6.12.19
/ Community

Louise cared for friends who died from AIDS complications. Today, she volunteers for them.

In our series “God’s Love Stories of Pride” we tell the stories of our donors, volunteers, and clients post-Stonewall. Hear from Louise Kramer, our longtime volunteer, about what brought her to God’s Love, and why she stays.

“I had been a reporter on the health beat at a NJ daily in the late ’80s and wrote extensively on AIDS at the height of the crisis when people were dying all around us. I moved to NYC in 1990 and connected to God’s Love. For the next four years I volunteered on the Wednesday evening shift. I was no longer writing what I thought were important articles about AIDS but I felt that I was filling a need I had to help deal with the crisis in my own tiny way.
 
In 1994 a good friend was dying of AIDS-related causes and my husband and I were his care buddies. He had a live-in partner, but we would step in and help. At the time my marriage was falling apart, but I stayed with my husband until John died. I felt it was my moral duty to stay at John’s side. We hosted a memorial service for John and I left soon after.
My older brother’s best friend from childhood, Gary, called me out of the blue to say he needed a friend and asked if we could get together. His partner had just died of AIDS. He lived around the corner from me and I was very involved in caring for him when he, too, was dying. I was with him when he died. After that I fell into a depression. Just too much sadness and hopelessness.
 
Flash forward to 2017. A great friend from the God’s Love family pulled me back in. I’ve been volunteering ever since.
 
I view my volunteering as a way to honor my dearly departed friends, among so many who died in the ’80s and early ’90s before there were medications that are available today.

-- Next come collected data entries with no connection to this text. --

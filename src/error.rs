use std::path::PathBuf;
use thiserror::Error;

/// Draughtsman error types
///
/// Per-translation-unit failures are local (`TranslationUnit`); everything
/// else halts emission of the affected diagram.
#[derive(Error, Debug)]
pub enum Error {
    #[error("IO error: {0}")]
    Io(#[from] std::io::Error),

    #[error("Failed to parse config file: {0}")]
    ConfigParse(#[from] toml::de::Error),

    #[error("Config validation error: {0}")]
    ConfigValidation(String),

    #[error("Unknown diagram type: {0}")]
    UnknownDiagramType(String),

    #[error("No diagram named '{0}' in configuration")]
    UnknownDiagram(String),

    #[error("Invalid user data path '{path}': {message}")]
    UserDataPath { path: String, message: String },

    #[error("Path not found: {0}")]
    PathNotFound(PathBuf),

    #[error("Compilation database error in {path}: {message}")]
    CompilationDatabase { path: PathBuf, message: String },

    #[error("Failed to parse translation unit {path}: {message}")]
    TranslationUnit { path: PathBuf, message: String },

    #[error("Diagram '{0}' matched no elements")]
    EmptyDiagram(String),

    #[error("Identity collision: '{first}' and '{second}' both hash to {id}")]
    IdentityCollision {
        first: String,
        second: String,
        id: u64,
    },

    #[error("Template error: {0}")]
    Template(#[from] tera::Error),

    #[error("JSON error: {0}")]
    Json(#[from] serde_json::Error),

    #[error("Glob pattern error: {0}")]
    GlobPattern(#[from] glob::PatternError),

    #[error("Generation error: {0}")]
    Generation(String),

    #[error("{0}")]
    Other(String),
}

/// Result type alias for draughtsman operations
pub type Result<T> = std::result::Result<T, Error>;

impl Error {
    /// Create a config validation error
    pub fn config_validation(msg: impl Into<String>) -> Self {
        Error::ConfigValidation(msg.into())
    }

    /// Create a translation unit parse error
    pub fn translation_unit(path: impl Into<PathBuf>, message: impl Into<String>) -> Self {
        Error::TranslationUnit {
            path: path.into(),
            message: message.into(),
        }
    }

    /// Create a compilation database error
    pub fn compilation_database(path: impl Into<PathBuf>, message: impl Into<String>) -> Self {
        Error::CompilationDatabase {
            path: path.into(),
            message: message.into(),
        }
    }

    /// Create a generation error
    pub fn generation(msg: impl Into<String>) -> Self {
        Error::Generation(msg.into())
    }

    /// Create a generic error
    pub fn other(msg: impl Into<String>) -> Self {
        Error::Other(msg.into())
    }

    /// Whether this error is local to a single translation unit
    pub fn is_local(&self) -> bool {
        matches!(self, Error::TranslationUnit { .. })
    }
}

I feel like I am somehow connecting with them via God’s Love and it makes me feel good to be doing good.
I have had to deal with many of my own health issues including two kinds of cancer, and I feel like working at God’s Love is sharing that I care about others who are sick and that I understand how hard it is to cope, especially for those of us who live alone.
In terms Stonewall, one of my brothers is gay and so is my ex-husband. I am glad that we have come a little way forward since Stonewall to make it easier for people to live in a more inclusive environment.
 
And, by the way, my ex-husband is my best friend in the world.”